Quelle est la symbolique de la fleur au fil des siècles ? Au-delà de l’esthétique et de la poésie, quels messages les artistes ont-ils cherché à faire passer grâce au motif floral ?

Frédéric Bazille, Fleurs, 1868 © Ville de Grenoble / Musée de Grenoble – J. L. Lacroix

Flower Power propose d’élargir notre regard grâce à des sections thématiques consacrées à l’histoire et à la mythologie, aux relations entre sciences et Art, aux religions, mais aussi à la politique et à l’économie.

L’exposition est le premier projet à présenter une vision interdisciplinaire, interculturelle et internationale de l’histoire des fleurs. Elle rassemblera une centaine d’œuvres parmi lesquelles des chefs d’œuvre de peintures, des sculptures, des photographies, des estampes, des livres, des objets d’art, des robes de créateurs, des œuvres contemporaines et des installations spécialement conçues pour les galeries du musée.

Une fleur aux nombreux symboles

Un symbole historique

Dès l’Antiquité, Ovide réunit dans ses Métamorphoses près de 230 mythes et légendes. Dans cette épopée figurent, parmi d’autres, trois personnages : Narcisse, Clytie et Hyacinthe, tous trois devenus une espèce florale après leur mort. L’exposition Flower Power relate ces destins à travers des sculptures et des peintures. L’art nous rappelle alors la principale force des fleurs : celle de disparaître et de renaître chaque année en suivant les cycles de la nature, faisant réapparaître la beauté à chaque printemps.

Le motif floral inspire aussi les peintres victoriens, qu’il s’agisse de représentation de l’Antiquité comme dans Les Roses d’Héliogabale de Lawrence Alma-Tadema ou de la retranscription des récits médiévaux. Le peintre Edward Burne-Jones consacre ainsi plusieurs œuvres à l’un des textes fondateurs de la littérature française : Le Roman de la Rose, écrit au XIIIe siècle.
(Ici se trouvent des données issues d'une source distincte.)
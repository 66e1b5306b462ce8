use thiserror::Error;

pub type Result<T> = std::result::Result<T, WhitelistError>;

/// Local validation failures. None of these are transient, so callers should
/// surface them to the operator instead of retrying.
#[derive(Debug, Error, Clone, PartialEq, Eq)]
pub enum WhitelistError {
    #[error("encoding error: {0}")]
    Encoding(String),

    #[error("whitelist is empty")]
    EmptyWhitelist,

    #[error("leaf index {index} out of range for {leaf_count} leaves")]
    IndexOutOfRange { index: usize, leaf_count: usize },

    #[error("invalid key material: {0}")]
    InvalidKeyMaterial(&'static str),

    #[error("whitelist signature does not verify")]
    InvalidSignature,
}
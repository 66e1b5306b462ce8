//! Argument payloads of the launchpad `register` instruction.
//!
//! Only the whitelist-bearing data is built here; account metas and
//! submission belong to the caller's instruction builder.

use anchor_lang::prelude::*;
use anchor_lang::solana_program::hash;

use crate::error::{Result, WhitelistError};
use crate::hash::Node;

pub const REGISTER: &str = "register";

/// Anchor instruction discriminator: `sha256("global:<name>")[..8]`.
pub fn sighash(name: &str) -> [u8; 8] {
    let preimage = format!("global:{name}");
    let mut discriminator = [0u8; 8];
    discriminator.copy_from_slice(&hash::hash(preimage.as_bytes()).to_bytes()[..8]);
    discriminator
}

/// `register` arguments of the Merkle whitelist program.
#[derive(AnchorSerialize, AnchorDeserialize, Clone, Debug, Default, PartialEq, Eq)]
pub struct RegisterArgs {
    pub index: u32,
    pub proofs: Vec<Node>,
}

/// `register` arguments of the signature whitelist program.
#[derive(AnchorSerialize, AnchorDeserialize, Clone, Debug, PartialEq, Eq)]
pub struct RegisterWithSignatureArgs {
    pub whitelist_id: u64,
    pub signature: [u8; 64],
}

impl RegisterArgs {
    pub fn data(&self) -> Result<Vec<u8>> {
        instruction_data(REGISTER, self)
    }
}

impl RegisterWithSignatureArgs {
    pub fn data(&self) -> Result<Vec<u8>> {
        instruction_data(REGISTER, self)
    }
}

fn instruction_data<T: AnchorSerialize>(name: &str, args: &T) -> Result<Vec<u8>> {
    let mut data = sighash(name).to_vec();
    args.serialize(&mut data)
        .map_err(|err| WhitelistError::Encoding(err.to_string()))?;
    Ok(data)
}
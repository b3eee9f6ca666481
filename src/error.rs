//! Error type for caller contract violations.

/// Ways a caller can misuse a [`SortedSparseMap`](crate::SortedSparseMap) or one of its cursors.
///
/// The plain operations panic with this error's message; the `try_` variants
/// hand it back instead.
#[derive(Clone, Debug, PartialEq, Eq, thiserror::Error)]
#[non_exhaustive]
pub enum Error {
    /// An index-based operation was given a position outside `[0, size)`.
    #[error("index {index} out of bounds for size {size}")]
    IndexOutOfBounds { index: usize, size: usize },

    /// A cursor's `remove` was called without a preceding `next`, or twice
    /// for the same element.
    #[error("next() must be called before remove()")]
    IteratorState,

    /// A cursor's `next` was called after the last element.
    #[error("no more elements")]
    Exhausted,
}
Manufacture de Sèvres, Jardinière et bouquet , XVIII e siècle © RMN-Grand Palais (musée de la Renaissance, château d’Ecouen) / René-Gabriel Ojeda

La rose, que l’on retrouve dans de nombreuses œuvres, devient dans ce texte un symbole d’amour et de féminité. Elle renoue avec ses premières significations symboliques, puisqu’elle est, depuis l’Antiquité, l’un des attributs de Vénus, la déesse de l’amour et de la beauté. Au XIXe siècle, alors que les impressionnistes se passionnent pour la vie moderne, beaucoup d’artistes continuent ainsi d’être inspirés par les textes anciens et la symbolique des fleurs. C’est à cette même période que Charles Baudelaire écrit Les Fleurs du Mal, dont certains exemplaires présentés dans l’exposition Flower Power sont illustrés par Odilon Redon et Auguste Rodin.
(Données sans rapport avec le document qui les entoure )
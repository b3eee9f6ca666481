//! Cursors that re-enter the map on every step.
//!
//! Each step asks the map for its current size and then for the entry at the
//! cursor position, and both calls compact pending tombstones. Removing
//! through the cursor plants a tombstone behind the position and steps back
//! by one, so the next compaction slides the following entry under the cursor.
//!
//! A cursor holds the map mutably for its whole lifetime, which makes its own
//! `remove` the only mutation possible while it is alive.

use crate::{Error, SortedSparseMap};

/// Forward, single-pass cursor over live keys. See [`SortedSparseMap::iterate_keys`].
pub struct KeyCursor<'a, V> {
    map: &'a mut SortedSparseMap<V>,
    index: usize,
    can_remove: bool,
}

impl<'a, V> KeyCursor<'a, V> {
    pub(crate) fn new(map: &'a mut SortedSparseMap<V>) -> Self {
        Self {
            map,
            index: 0,
            can_remove: false,
        }
    }

    /// Compacts the map.
    pub fn has_next(&mut self) -> bool {
        self.index < self.map.size()
    }

    pub fn try_next(&mut self) -> Result<i64, Error> {
        if !self.has_next() {
            return Err(Error::Exhausted);
        }
        let key = self.map.try_key_at(self.index)?;
        self.index += 1;
        self.can_remove = true;
        Ok(key)
    }

    /// Remove the entry last returned by `next`, handing back its value.
    ///
    /// # Panics
    ///
    /// If `next` has not been called since the last removal.
    pub fn remove(&mut self) -> V {
        self.try_remove().unwrap_or_else(|err| panic!("{err}"))
    }

    pub fn try_remove(&mut self) -> Result<V, Error> {
        remove_previous(self.map, &mut self.index, &mut self.can_remove)
    }
}

impl<V> Iterator for KeyCursor<'_, V> {
    type Item = i64;

    fn next(&mut self) -> Option<i64> {
        self.try_next().ok()
    }
}

/// Forward, single-pass cursor over live values. See [`SortedSparseMap::iterate_values`].
///
/// Values are lent out one step at a time, so this is not an [`Iterator`].
pub struct ValueCursor<'a, V> {
    map: &'a mut SortedSparseMap<V>,
    index: usize,
    can_remove: bool,
}

impl<'a, V> ValueCursor<'a, V> {
    pub(crate) fn new(map: &'a mut SortedSparseMap<V>) -> Self {
        Self {
            map,
            index: 0,
            can_remove: false,
        }
    }

    /// Compacts the map.
    pub fn has_next(&mut self) -> bool {
        self.index < self.map.size()
    }

    pub fn next_value(&mut self) -> Option<&V> {
        self.try_next().ok()
    }

    pub fn try_next(&mut self) -> Result<&V, Error> {
        if !self.has_next() {
            return Err(Error::Exhausted);
        }
        let index = self.index;
        self.index += 1;
        self.can_remove = true;
        self.map.try_value_at(index)
    }

    /// Remove the entry last returned by `next_value`, handing back its value.
    ///
    /// # Panics
    ///
    /// If `next_value` has not been called since the last removal.
    pub fn remove(&mut self) -> V {
        self.try_remove().unwrap_or_else(|err| panic!("{err}"))
    }

    pub fn try_remove(&mut self) -> Result<V, Error> {
        remove_previous(self.map, &mut self.index, &mut self.can_remove)
    }
}

fn remove_previous<V>(
    map: &mut SortedSparseMap<V>,
    index: &mut usize,
    can_remove: &mut bool,
) -> Result<V, Error> {
    if !*can_remove {
        return Err(Error::IteratorState);
    }
    *can_remove = false;
    *index -= 1;
    map.try_remove_at(*index)?.ok_or(Error::IteratorState)
}
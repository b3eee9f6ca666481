//! # sparse-longmap
//!
//! A compact ordered map from `i64` keys to values.
//!
//! Keys live in one sorted array and values in a parallel one; lookups are a
//! binary search. Removal does not shift anything: it leaves a tombstone in
//! the value slot, and the arrays are compacted in a single pass the next time
//! an operation needs positions to mean "n-th live entry".
//!
//! ## Example
//!
//! ```rust
//! use sparse_longmap::{Put, SortedSparseMap};
//!
//! let mut map: SortedSparseMap<&str> = SortedSparseMap::new();
//! assert_eq!(map.put(5, "a"), Put::Inserted(0));
//! assert_eq!(map.put(1, "b"), Put::Inserted(0));
//! assert_eq!(map.put(5, "c"), Put::Updated(1));
//!
//! assert_eq!(map.remove(1), Some("b"));
//! assert_eq!(map.get(1), None);
//! assert_eq!(map.size(), 1);
//! assert_eq!(map.key_at(0), 5);
//! assert_eq!(map.value_at(0), &"c");
//! ```
//!
//! The map is not synchronized. Callers sharing it across threads must hold
//! their own lock across any sequence that has to be atomic (for example
//! `size()` followed by `key_at()`).

#![forbid(unsafe_code)]

use std::fmt;
use std::mem;

mod cursor;
mod error;

pub use cursor::{KeyCursor, ValueCursor};
pub use error::Error;

// =============================================================================
// Configuration
// =============================================================================

const MIN_SIZE_EXPONENT: u32 = 4;
const MAX_SIZE_EXPONENT: u32 = 32;
/// Bytes assumed to be eaten by the allocator header of every array.
const ALLOC_OVERHEAD: usize = 12;
const KEY_WIDTH: usize = mem::size_of::<i64>();
/// Initial capacity of maps created through [`SortedSparseMap::named`].
const DEFAULT_NAMED_CAPACITY: usize = 10;

// =============================================================================
// Capacity sizing
// =============================================================================

/// Smallest "ideal" byte size (`2^k - 12`) that holds `need` bytes.
///
/// Sizes past `2^31` are returned unchanged.
pub fn ideal_byte_size(need: usize) -> usize {
    for exp in MIN_SIZE_EXPONENT..MAX_SIZE_EXPONENT {
        let ideal = (1usize << exp) - ALLOC_OVERHEAD;
        if need <= ideal {
            return ideal;
        }
    }
    need
}

/// Number of `i64` slots to allocate for at least `need` entries.
///
/// Always `>= need`, and roughly doubles from one step to the next.
pub fn ideal_key_capacity(need: usize) -> usize {
    match need.checked_mul(KEY_WIDTH) {
        Some(bytes) => (ideal_byte_size(bytes) / KEY_WIDTH).max(need),
        None => need,
    }
}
Delacroix Eugène, Bouquet champêtre, vers 1850 ©RMN-Grand Palais (PBA, Lille) / René-Gabriel Ojeda

Le rôle des fleurs dans les religions

Dès l’Égypte antique, les productions représentant les fleurs sont nombreuses. On retrouve ainsi les fleurs de papyrus et de lotus qui poussent naturellement sur les rives du Nil, le fleuve sacré. Le lotus est également présent dans le bouddhisme, où il traduit le potentiel de l’homme à élever son esprit à travers les pratiques de la religion et de la méditation – un thème repris notamment par l’artiste contemporain Ru Xiao Fan dans son œuvre Ode à la méditation, Jingdezhen.

Les motifs floraux, symboles de renaissance, occupent en effet une place centrale dans la majorité des religions et évoquent le paradis dans les croyances chrétiennes ou islamiques. Des panneaux de céramique proposant une grande variété de motifs floraux ornent ainsi les palais et les mosquées de l’empire Ottoman, tandis que la rose est souvent représentée dans la religion chrétienne. Symbole marial, elle annonce la passion du Christ et rappelle ainsi les thèmes de la mort et de la résurrection.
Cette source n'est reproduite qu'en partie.